A Tomba di Nerone tornerà il Tricolore rubato ai caduti

Ci sono morti che non possono avere pace solo perché sono caduti in Unione Sovietica durante l'ultima guerra mondiale. Il 21 aprile tornerà finalmente a sventolare la bandiera italiana al Giardino dei Caduti sul Fronte Russo, in via Cassia 737. Il vessillo era stato strappato via lo scorso 25 gennaio in un insensato atto vandalico. A riacquistare la bandiera, Matteo Baiocco, 93 anni, che durante il conflitto era nella Croce Rossa: perse il fratello carabiniere in Yugoslavia. «I ricordi per lui sono molto vivi – sottolinea Silvio Leonardi, presidente del Comitato Nikolajewka – tanto che difficilmente riesce a parlare con serenità di quegli anni. Così, per evitare l'ennesimo insulto ai caduti italiani di quel fronte, ha comprato il vessillo per poterlo rivedere sventolare sul giardino di via Cassia». Si tratta dell'ennesimo insulto perché anni prima i soliti imbecilli, di cui purtroppo è ricca la società, avevano bruciato le corone d'alloro deposte alla memoria di quei defunti. «Adesso stiamo ripristinando la carrucola e i cavi per poter rimettere il vessillo - continua - Spero che tutti i giovani capiscano come all'ombra di quella bandiera ci sono i nomi di tanti ragazzi come loro.
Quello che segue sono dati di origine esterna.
//! Houses: the rows, columns, and boxes of the board.

use crate::{BitSet, EngineError, Position};

/// The classification of a full-sized house.
#[derive(Debug, Clone, Copy, PartialEq, Eq)]
pub enum HouseKind {
    /// A 1x9 horizontal house.
    Row,
    /// A 9x1 vertical house.
    Column,
    /// A 3x3 house aligned to the box grid.
    Box,
}

/// Addresses one of the 27 houses owned by a [`Board`](crate::Board).
#[derive(Debug, Clone, Copy, PartialEq, Eq, Hash)]
pub enum HouseId {
    /// The row with the given index (0-8, top to bottom).
    Row(u8),
    /// The column with the given index (0-8, left to right).
    Column(u8),
    /// The box with the given index (0-8, row-major).
    Box(u8),
}

impl HouseId {
    /// Iterates all 27 house identifiers: rows, then columns, then boxes.
    pub fn all() -> impl Iterator<Item = Self> {
        (0..9)
            .map(Self::Row)
            .chain((0..9).map(Self::Column))
            .chain((0..9).map(Self::Box))
    }

    /// Returns the identifiers of the three houses containing `pos`.
    #[must_use]
    pub const fn containing(pos: Position) -> [Self; 3] {
        [
            Self::Row(pos.row()),
            Self::Column(pos.col()),
            Self::Box(pos.box_index()),
        ]
    }
}

impl std::fmt::Display for HouseId {
    fn fmt(&self, f: &mut std::fmt::Formatter<'_>) -> std::fmt::Result {
        match self {
            Self::Row(row) => write!(f, "Row({})", char::from(b'A' + row)),
            Self::Column(col) => write!(f, "Col({})", col + 1),
            Self::Box(index) => write!(f, "Box({},{})", index / 3 + 1, index % 3 + 1),
        }
    }
}

/// A rectangle of cells, plus the set of digits already known within it.
///
/// The 27 board houses are full rows, columns, and boxes. Smaller
/// rectangles also occur as transient iteration spans (for example the part
/// of a row lying outside a box); those are only ever traversed by
/// position and never classified or tracked.
#[derive(Debug, Clone, Copy, PartialEq, Eq)]
pub struct House {
    row_start: u8,
    row_end: u8,
    col_start: u8,
    col_end: u8,
    known_numbers: BitSet,
}

impl House {
    /// Creates a house spanning the inclusive row and column ranges, with no
    /// digit known.
    ///
    /// # Panics
    ///
    /// Panics if the bounds are inverted or reach outside the board.
    #[must_use]
    pub const fn new(row_start: u8, row_end: u8, col_start: u8, col_end: u8) -> Self {
        assert!(row_start <= row_end && row_end < 9, "invalid row bounds");
        assert!(col_start <= col_end && col_end < 9, "invalid column bounds");
        Self {
            row_start,
            row_end,
            col_start,
            col_end,
            known_numbers: BitSet::new(9, 1),
        }
    }

    /// Returns the first row of the house.
    #[must_use]
    pub const fn row_start(&self) -> u8 {
        self.row_start
    }

    /// Returns the last row of the house.
    #[must_use]
    pub const fn row_end(&self) -> u8 {
        self.row_end
    }

    /// Returns the first column of the house.
    #[must_use]
    pub const fn col_start(&self) -> u8 {
        self.col_start
    }

    /// Returns the last column of the house.
    #[must_use]
    pub const fn col_end(&self) -> u8 {
        self.col_end
    }

    /// Classifies this house as a row, column, or box.
    ///
    /// # Errors
    ///
    /// Returns [`EngineError::MalformedHouse`] if the rectangle is none of
    /// the three full-house shapes.
    pub fn kind(&self) -> Result<HouseKind, EngineError> {
        let rows = self.row_end - self.row_start + 1;
        let cols = self.col_end - self.col_start + 1;
        match (rows, cols) {
            (1, 9) => Ok(HouseKind::Row),
            (9, 1) => Ok(HouseKind::Column),
            (3, 3) if self.row_start % 3 == 0 && self.col_start % 3 == 0 => Ok(HouseKind::Box),
            _ => Err(EngineError::MalformedHouse {
                rows,
                cols,
                row_start: self.row_start,
                col_start: self.col_start,
            }),
        }
    }

    /// Iterates the positions of the house in row-major order.
    pub fn positions(&self) -> impl Iterator<Item = Position> {
        let cols = self.col_start..=self.col_end;
        (self.row_start..=self.row_end)
            .flat_map(move |row| cols.clone().map(move |col| Position::new(row, col)))
    }

    /// Tests whether `digit` is already known (placed) somewhere in this
    /// house.
    ///
    /// # Errors
    ///
    /// Returns an error if `digit` is not 1-9.
    pub fn is_number_known(&self, digit: u8) -> Result<bool, EngineError> {
        Ok(self.known_numbers.contains(digit)?)
    }

    /// Returns the set of digits known in this house.
    #[must_use]
    pub const fn known_numbers(&self) -> &BitSet {
        &self.known_numbers
    }

    /// Iterates the digits not yet known in this house, ascending.
    pub fn unknown_numbers(&self) -> impl Iterator<Item = u8> {
        self.known_numbers.iter_clear()
    }

    pub(crate) fn set_number_known(&mut self, digit: u8) -> Result<bool, EngineError> {
        Ok(self.known_numbers.insert(digit)?)
    }

    pub(crate) fn reset(&mut self) {
        self.known_numbers.clear_all();
    }
}

impl std::fmt::Display for House {
    fn fmt(&self, f: &mut std::fmt::Formatter<'_>) -> std::fmt::Result {
        match self.kind() {
            Ok(HouseKind::Row) => HouseId::Row(self.row_start).fmt(f),
            Ok(HouseKind::Column) => HouseId::Column(self.col_start).fmt(f),
            Ok(HouseKind::Box) => {
                HouseId::Box(self.row_start / 3 * 3 + self.col_start / 3).fmt(f)
            }
            Err(_) => write!(
                f,
                "Span({}-{})",
                Position::new(self.row_start, self.col_start),
                Position::new(self.row_end, self.col_end)
            ),
        }
    }
}

#[cfg(test)]
mod tests {
    use super::*;

    #[test]
    fn test_kind_classification() {
        assert_eq!(House::new(3, 3, 0, 8).kind().unwrap(), HouseKind::Row);
        assert_eq!(House::new(0, 8, 7, 7).kind().unwrap(), HouseKind::Column);
        assert_eq!(House::new(3, 5, 6, 8).kind().unwrap(), HouseKind::Box);
    }

    #[test]
    fn test_misaligned_square_is_malformed() {
        let house = House::new(1, 3, 1, 3);
        assert!(matches!(
            house.kind(),
            Err(EngineError::MalformedHouse { rows: 3, cols: 3, .. })
        ));
    }

    #[test]
    fn test_span_is_malformed() {
        let span = House::new(2, 2, 0, 2);
        assert!(matches!(span.kind(), Err(EngineError::MalformedHouse { .. })));
    }

    #[test]
    fn test_positions_row_major() {
        let house = House::new(0, 2, 0, 2);
        let positions: Vec<_> = house.positions().collect();
        assert_eq!(positions.len(), 9);
        assert_eq!(positions[0], Position::new(0, 0));
        assert_eq!(positions[2], Position::new(0, 2));
        assert_eq!(positions[3], Position::new(1, 0));
        assert_eq!(positions[8], Position::new(2, 2));
    }

    #[test]
    fn test_known_numbers_track_insertions() {
        let mut house = House::new(0, 0, 0, 8);
        assert!(!house.is_number_known(5).unwrap());
        assert!(house.set_number_known(5).unwrap());
        assert!(!house.set_number_known(5).unwrap());
        assert!(house.is_number_known(5).unwrap());
        let unknown: Vec<_> = house.unknown_numbers().collect();
        assert_eq!(unknown, [1, 2, 3, 4, 6, 7, 8, 9]);
        house.reset();
        assert!(house.known_numbers().is_empty());
    }

    #[test]
    fn test_display_names() {
        assert_eq!(House::new(0, 0, 0, 8).to_string(), "Row(A)");
        assert_eq!(House::new(0, 8, 4, 4).to_string(), "Col(5)");
        assert_eq!(House::new(6, 8, 0, 2).to_string(), "Box(3,1)");
        assert_eq!(House::new(1, 1, 3, 5).to_string(), "Span(B4-B6)");
        assert_eq!(HouseId::Box(5).to_string(), "Box(2,3)");
    }

    #[test]
    fn test_digit_out_of_range_rejected() {
        let house = House::new(0, 0, 0, 8);
        assert!(house.is_number_known(0).is_err());
        assert!(house.is_number_known(10).is_err());
    }
}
Non è in discussione l'errore di una guerra sbagliata. Qui oggi si parla solo di persone che chiamate dallo Stato, partirono e persero la vita». Il giardino è l'unico luogo romano dedicato ai caduti in Russia, «nacque nel 2000 grazie a un incontro con la signora Ciampi cui spiegai l'esigenza di avere un luogo che ricordasse quelle perdite – racconta Leonardi - Il Comune di Roma rimase sordo, ma la Presidenza della Repubblica appoggiò l'iniziativa e grazie anche al prefetto Del Mese, sorse questo giardino della memoria». Rimane solo da realizzare un monumento. «C'è il via libera dalla Soprintendenza - conclude - ma siamo bloccati dalla permanenza qui del busto a Paul P. Harris, fondatore del Rotary. Quest'ultima associazione doveva spostarlo a largo Paul P. Harris, a Villa Celimontana, ma non l'ha ancora fatto. «Ogni regione mandò dei suoi figli. Dei 229 mila spediti al fronte - conclude - ne tornarono a casa solo 29 mila. Il monumento rappresenterebbe l'unità d'Italia riportando quei caduti all'affetto del Paese».